Mention the word hormones and many of us are likely to think of athletes boosting their muscle mass or farmers boosting the growth rate of livestock. However, animals are not the only beneficiaries of growth factors. Plant growth is largely the result of elongation of cells in response to the hormone auxin. Cell elongation is important to events below and above ground, from developmental growth of roots to shade avoidance responses in leaves and stems. The EU-funded CELLONGATE project is studying root growth via a combination of live cell imaging and genetics. Correlating root growth in real time with protein-related changes should fill in some of the many knowledge gaps regarding the molecular mechanisms underlying cell growth in plants.

Objective

Plants differ strikingly from animals by the almost total absence of cell migration in their development.

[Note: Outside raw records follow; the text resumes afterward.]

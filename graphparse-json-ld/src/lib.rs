//! Minimal JSON-LD processing for graphparse
//!
//! This library provides:
//! - Context processing (`@vocab`, `@base`, prefixes, term definitions)
//! - Document expansion
//! - Conversion of expanded documents to RDF through `GraphSink`
//! - N-Quads text output
//!
//! # Example
//!
//! ```
//! use graphparse_json_ld::to_nquads;
//! use serde_json::json;
//!
//! let doc = json!({
//!     "@context": {"homepage": {"@id": "http://xmlns.com/foaf/0.1/homepage", "@type": "@id"}},
//!     "@id": "../#me",
//!     "homepage": "xyz"
//! });
//!
//! let nquads = to_nquads(&doc, Some("https://www.example.org/abc/def")).unwrap();
//! assert_eq!(
//!     nquads,
//!     "<https://www.example.org/#me> <http://xmlns.com/foaf/0.1/homepage> <https://www.example.org/abc/xyz> .\n"
//! );
//! ```

pub mod canonical;
pub mod context;
pub mod error;
pub mod expand;
pub mod iri;
pub mod to_rdf;

pub use context::{Container, ContextEntry, ParsedContext, TypeValue};
pub use error::{JsonLdError, Result};
pub use to_rdf::to_graph_events;

use graphparse_ir::{GraphCollectorSink, GraphSink};
use serde_json::Value as JsonValue;

/// Expand a JSON-LD document, resolving relative identifiers against `base`.
///
/// # Example
/// ```
/// use graphparse_json_ld::expand;
/// use serde_json::json;
///
/// let doc = json!({
///     "@context": {"name": "http://schema.org/name"},
///     "@id": "http://example.org/person/1",
///     "name": "John Doe"
/// });
/// let expanded = expand(&doc, None).unwrap();
/// assert_eq!(expanded[0]["http://schema.org/name"][0]["@value"], "John Doe");
/// ```
pub fn expand(document: &JsonValue, base: Option<&str>) -> Result<JsonValue> {
    expand::node(document, &ParsedContext::with_base(base))
}

/// Expand a document and emit its statements to `sink`.
pub fn to_rdf<S: GraphSink>(document: &JsonValue, base: Option<&str>, sink: &mut S) -> Result<()> {
    let expanded = expand(document, base)?;
    to_graph_events(&expanded, sink)
}

/// Convert a document to N-Quads text, one statement per line.
pub fn to_nquads(document: &JsonValue, base: Option<&str>) -> Result<String> {
    let mut sink = GraphCollectorSink::new();
    to_rdf(document, base, &mut sink)?;
    Ok(sink.finish().to_nquads())
}
use crate::error::{CliError, CliResult};
use percent_encoding::{utf8_percent_encode, AsciiSet, CONTROLS};
use std::io::{self, IsTerminal, Read};
use std::path::{Path, PathBuf};

/// Bytes a `file:` URL path cannot carry literally
const PATH: &AsciiSet = &CONTROLS
    .add(b' ')
    .add(b'"')
    .add(b'#')
    .add(b'%')
    .add(b'<')
    .add(b'>')
    .add(b'?')
    .add(b'[')
    .add(b'\\')
    .add(b']')
    .add(b'^')
    .add(b'`')
    .add(b'{')
    .add(b'|')
    .add(b'}');

/// Where the input data comes from.
pub enum InputSource {
    /// From a file on disk.
    File(PathBuf),
    /// From stdin (piped).
    Stdin,
}

impl InputSource {
    pub fn path(&self) -> Option<&Path> {
        match self {
            InputSource::File(path) => Some(path),
            InputSource::Stdin => None,
        }
    }

    /// How the input is named in messages
    pub fn describe(&self) -> String {
        match self {
            InputSource::File(path) => path.display().to_string(),
            InputSource::Stdin => "stdin".to_string(),
        }
    }
}

/// Resolve the input source: a file argument, or stdin for `-` or no argument.
pub fn resolve_input(file: Option<&Path>) -> CliResult<InputSource> {
    match file {
        Some(path) if path != Path::new("-") => Ok(InputSource::File(path.to_path_buf())),
        Some(_) => Ok(InputSource::Stdin),
        None if !io::stdin().is_terminal() => Ok(InputSource::Stdin),
        None => Err(CliError::Input(format!(
            "no input provided\n  {} pass a file, or pipe via stdin",
            colored::Colorize::bold(colored::Colorize::cyan("help:"))
        ))),
    }
}

/// Read content from the resolved input source.
pub fn read_input(source: &InputSource) -> CliResult<String> {
    match source {
        InputSource::File(path) => std::fs::read_to_string(path)
            .map_err(|e| CliError::Input(format!("failed to read {}: {e}", path.display()))),
        InputSource::Stdin => {
            let mut buf = String::new();
            io::stdin().read_to_string(&mut buf)?;
            Ok(buf)
        }
    }
}

/// The `file://` URL of a file input; stdin has no base.
pub fn default_base(source: &InputSource) -> CliResult<String> {
    match source {
        InputSource::File(path) => {
            let absolute = if path.is_absolute() {
                path.clone()
            } else {
                std::env::current_dir()?.join(path)
            };
            Ok(file_url(&absolute))
        }
        InputSource::Stdin => Ok(String::new()),
    }
}

fn file_url(absolute: &Path) -> String {
    let normalized = absolute.to_string_lossy().replace('\\', "/");
    let encoded = utf8_percent_encode(&normalized, PATH);
    if normalized.starts_with('/') {
        format!("file://{encoded}")
    } else {
        format!("file:///{encoded}")
    }
}

#[cfg(test)]
mod tests {
    use super::*;

    #[test]
    fn test_file_url_escapes_path() {
        assert_eq!(
            file_url(Path::new("/home/alice/my card.ttl")),
            "file:///home/alice/my%20card.ttl"
        );
        assert_eq!(
            file_url(Path::new("/data/50% [draft]#1.ttl")),
            "file:///data/50%25%20%5Bdraft%5D%231.ttl"
        );
        assert_eq!(
            file_url(Path::new("/data/caf\u{e9}.ttl")),
            "file:///data/caf%C3%A9.ttl"
        );
    }

    #[test]
    fn test_default_base_of_relative_file() {
        let base = default_base(&InputSource::File(PathBuf::from("notes/a b.ttl"))).unwrap();
        assert!(base.starts_with("file:///"), "{base}");
        assert!(base.ends_with("/notes/a%20b.ttl"), "{base}");
        assert_eq!(default_base(&InputSource::Stdin).unwrap(), "");
    }
}
//! SPARQL Update patches.
//!
//! Reads the ground subset of SPARQL Update used to describe patches:
//! `INSERT DATA`, `DELETE DATA` and `DELETE { } INSERT { } WHERE { }`
//! operations separated by `;`, with a `PREFIX`/`BASE` prologue. Block
//! contents are Turtle triples and go through the Turtle parser.

use std::collections::HashMap;

use graphparse_ir::{iri, Graph, GraphCollectorSink};
use tracing::debug;

use crate::error::{Result, TurtleError};
use crate::lex::{tokenize, Token, TokenKind};
use crate::parser::Parser;

/// The three statement sets of a patch
#[derive(Clone, Debug, Default, PartialEq)]
pub struct Patch {
    pub insert: Graph,
    pub delete: Graph,
    pub where_: Graph,
}

impl Patch {
    pub fn is_empty(&self) -> bool {
        self.insert.is_empty() && self.delete.is_empty() && self.where_.is_empty()
    }
}

#[derive(Clone, Copy, Debug)]
enum Target {
    Insert,
    Delete,
    Where,
}

struct UpdateReader {
    tokens: Vec<Token>,
    pos: usize,
    base: Option<String>,
    prefixes: HashMap<String, String>,
    patch: Patch,
}

/// Parse a SPARQL Update request into a patch, resolving relative IRIs
/// against `base` (an empty base means none).
pub fn parse_update(input: &str, base: &str) -> Result<Patch> {
    let mut reader = UpdateReader {
        tokens: tokenize(input)?,
        pos: 0,
        base: Some(base).filter(|b| !b.is_empty()).map(str::to_string),
        prefixes: HashMap::new(),
        patch: Patch::default(),
    };
    reader.read()?;
    Ok(reader.patch)
}

impl UpdateReader {
    fn current(&self) -> &Token {
        &self.tokens[self.pos]
    }

    fn advance(&mut self) {
        if !self.current().is_eof() {
            self.pos += 1;
        }
    }

    fn unexpected(&self, expected: &str) -> TurtleError {
        let token = self.current();
        TurtleError::parse(token.start, format!("expected {expected}, found {}", token.kind))
    }

    fn keyword(&mut self, word: &str) -> Result<()> {
        if self.current().kind.is_keyword(word) {
            self.advance();
            Ok(())
        } else {
            Err(self.unexpected(word))
        }
    }

    fn read(&mut self) -> Result<()> {
        loop {
            self.read_prologue()?;
            if self.current().is_eof() {
                return Ok(());
            }
            self.read_operation()?;

            match self.current().kind {
                TokenKind::Semicolon => self.advance(),
                TokenKind::Eof => return Ok(()),
                _ => return Err(self.unexpected("';' or end of update")),
            }
        }
    }

    fn read_prologue(&mut self) -> Result<()> {
        loop {
            match self.current().kind {
                TokenKind::KwSparqlPrefix => {
                    self.advance();
                    let prefix = match &self.current().kind {
                        TokenKind::PrefixedNameNs(p) => p.to_string(),
                        _ => return Err(self.unexpected("prefix name")),
                    };
                    self.advance();
                    let namespace = self.iri_ref("namespace IRI")?;
                    self.prefixes.insert(prefix, namespace);
                }
                TokenKind::KwSparqlBase => {
                    self.advance();
                    self.base = Some(self.iri_ref("base IRI")?);
                }
                _ => return Ok(()),
            }
        }
    }

    fn iri_ref(&mut self, expected: &str) -> Result<String> {
        let resolved = match &self.current().kind {
            TokenKind::Iri(reference) => iri::resolve_opt(self.base.as_deref(), reference)?,
            _ => return Err(self.unexpected(expected)),
        };
        self.advance();
        Ok(resolved)
    }

    fn read_operation(&mut self) -> Result<()> {
        if self.current().kind.is_keyword("INSERT") {
            self.advance();
            if self.current().kind.is_keyword("DATA") {
                self.advance();
                debug!("INSERT DATA");
                return self.read_block(Target::Insert);
            }
            self.read_block(Target::Insert)?;
            self.keyword("WHERE")?;
            return self.read_block(Target::Where);
        }

        if self.current().kind.is_keyword("DELETE") {
            self.advance();
            if self.current().kind.is_keyword("DATA") {
                self.advance();
                debug!("DELETE DATA");
                return self.read_block(Target::Delete);
            }
            self.read_block(Target::Delete)?;
            if self.current().kind.is_keyword("INSERT") {
                self.advance();
                self.read_block(Target::Insert)?;
            }
            self.keyword("WHERE")?;
            return self.read_block(Target::Where);
        }

        Err(self.unexpected("INSERT or DELETE"))
    }

    /// `{ triples }` parsed into the target graph
    fn read_block(&mut self, target: Target) -> Result<()> {
        if !matches!(self.current().kind, TokenKind::LBrace) {
            return Err(self.unexpected("'{'"));
        }
        self.advance();

        let start = self.pos;
        loop {
            let token = self.current();
            match &token.kind {
                TokenKind::RBrace => break,
                TokenKind::Eof => return Err(self.unexpected("'}'")),
                TokenKind::LBrace => {
                    return Err(TurtleError::parse(token.start, "nested groups are not supported"))
                }
                TokenKind::Variable(name) => {
                    return Err(TurtleError::parse(
                        token.start,
                        format!("variable ?{name} is not supported in a patch"),
                    ))
                }
                _ => self.advance(),
            }
        }
        let block = self.tokens[start..self.pos].to_vec();
        self.advance();

        let mut sink = GraphCollectorSink::new();
        Parser::from_tokens(block, &mut sink)
            .with_base(self.base.as_deref())
            .with_prefixes(self.prefixes.clone())
            .final_dot_optional()
            .parse()?;
        let graph = sink.finish();

        match target {
            Target::Insert => self.patch.insert.extend(graph),
            Target::Delete => self.patch.delete.extend(graph),
            Target::Where => self.patch.where_.extend(graph),
        }
        Ok(())
    }
}

#[cfg(test)]
mod tests {
    use super::*;
    use graphparse_ir::Term;
    use pretty_assertions::assert_eq;

    #[test]
    fn test_insert_data() {
        let patch = parse_update(
            "INSERT DATA { <https://example.com/#s> <https://example.com/#p> <https://example.com/#o>. }",
            "https://example.com/",
        )
        .unwrap();

        assert_eq!(
            patch.insert.to_ntriples(),
            "<https://example.com/#s> <https://example.com/#p> <https://example.com/#o> .\n"
        );
        assert!(patch.delete.is_empty());
        assert!(patch.where_.is_empty());
    }

    #[test]
    fn test_delete_insert_where_with_prologue() {
        let patch = parse_update(
            r#"
            PREFIX ex: <http://example.org/>
            BASE <http://example.org/doc>
            DELETE { ex:s ex:p "old" }
            INSERT { ex:s ex:p "new" }
            WHERE { ex:s ex:p "old" . <#me> a ex:Thing }
            "#,
            "",
        )
        .unwrap();

        assert_eq!(patch.delete.len(), 1);
        assert_eq!(patch.insert.quads()[0].o, Term::string("new"));
        assert_eq!(patch.where_.len(), 2);
        assert_eq!(
            patch.where_.quads()[1].s,
            Term::iri("http://example.org/doc#me")
        );
    }

    #[test]
    fn test_operations_separated_by_semicolon() {
        let patch = parse_update(
            "insert data { <http://a/s> <http://a/p> 1 } ; delete data { <http://a/s> <http://a/p> 2 . }",
            "",
        )
        .unwrap();
        assert_eq!(patch.insert.len(), 1);
        assert_eq!(patch.delete.len(), 1);
    }

    #[test]
    fn test_variables_rejected() {
        let err = parse_update(
            "DELETE { ?s <http://a/p> ?o } WHERE { ?s <http://a/p> ?o }",
            "",
        )
        .unwrap_err();
        assert!(err.to_string().contains("variable ?s"), "{err}");
    }

    #[test]
    fn test_unknown_operation() {
        let err = parse_update("LOAD <http://a/doc>", "").unwrap_err();
        assert!(err.to_string().contains("INSERT or DELETE"), "{err}");
    }

    #[test]
    fn test_empty_update_is_empty_patch() {
        assert!(parse_update("PREFIX ex: <http://a/>", "").unwrap().is_empty());
    }
}
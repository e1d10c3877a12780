//! RDF statement with an optional context (graph) term

use crate::Term;
use serde::{Deserialize, Serialize};

/// A statement: subject, predicate, object, and optional context
///
/// The context records why the statement holds: a named graph from an
/// N-Quads line, the document a statement was parsed from, or the blank
/// node standing for a SPARQL Update patch set.
///
/// Ordering is SPOG lexicographic (fields compared in declaration order).
#[derive(Clone, Debug, PartialEq, Eq, Hash, PartialOrd, Ord, Serialize, Deserialize)]
pub struct Quad {
    pub s: Term,
    pub p: Term,
    pub o: Term,
    pub g: Option<Term>,
}

impl Quad {
    /// Create a statement with a context term
    pub fn new(s: Term, p: Term, o: Term, g: Option<Term>) -> Self {
        Self { s, p, o, g }
    }

    /// Create a statement in the default graph
    pub fn triple(s: Term, p: Term, o: Term) -> Self {
        Self { s, p, o, g: None }
    }

    /// Replace the context term
    pub fn with_graph(mut self, g: Option<Term>) -> Self {
        self.g = g;
        self
    }

    /// N-Triples line (context dropped), without trailing newline
    pub fn to_ntriple(&self) -> String {
        format!("{} {} {} .", self.s, self.p, self.o)
    }

    /// N-Quads line, without trailing newline
    pub fn to_nquad(&self) -> String {
        match &self.g {
            Some(g) => format!("{} {} {} {} .", self.s, self.p, self.o, g),
            None => self.to_ntriple(),
        }
    }
}

impl std::fmt::Display for Quad {
    fn fmt(&self, f: &mut std::fmt::Formatter<'_>) -> std::fmt::Result {
        f.write_str(&self.to_nquad())
    }
}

Plants build their bodies using a hydrostatic skeleton that consists of pressurized cells encased by a cell wall. Consequently, plant cells cannot migrate and must sculpture their bodies by orientation of cell division and precise regulation of cell growth. Cell growth depends on the balance between internal cell pressure – turgor, and strength of the cell wall. Cell growth is under a strict developmental control, which is exemplified in the Arabidopsis thaliana root tip, where massive cell elongation occurs in a defined spatio-temporal developmental window. Despite the immobility of their cells, plant organs move to optimize light and nutrient acquisition and to orient their bodies along the gravity vector. These movements depend on differential regulation of cell elongation across the organ, and on response to the phytohormone auxin. Even though the control of cell growth is in the epicenter of plant development, protein networks steering the developmental growth onset, coordination and termination remain elusive. Similarly, although auxin is the central regulator of growth, the molecular mechanism of its effect on root growth is unknown. In this project, I will establish a unique microscopy setup for high spatio-temporal resolution live-cell imaging equipped with a microfluidic lab-on-chip platform optimized for growing roots, to enable analysis and manipulation of root growth physiology. I will use developmental gradients in the root to discover genes that steer cellular growth, by correlating transcriptome profiles of individual cell types with the cell size. In parallel, I will exploit the auxin effect on root to unravel molecular mechanisms that control cell elongation. Finally, I am going to combine the live-cell imaging methodology with the gene discovery approaches to chart a dynamic spatio-temporal physiological map of a growing Arabidopsis root.

Coordinator

UNIVERZITA KARLOVA
Net EU contribution
€ 1 498 750,00
Address
Ovocny trh 560/5
116 36 Praha 1
Czechia

See on map

Region
Česko Praha Hlavní město Praha
Activity type
Higher or Secondary Education Establishments
Links
Other funding
€ 0,00

Beneficiaries (1)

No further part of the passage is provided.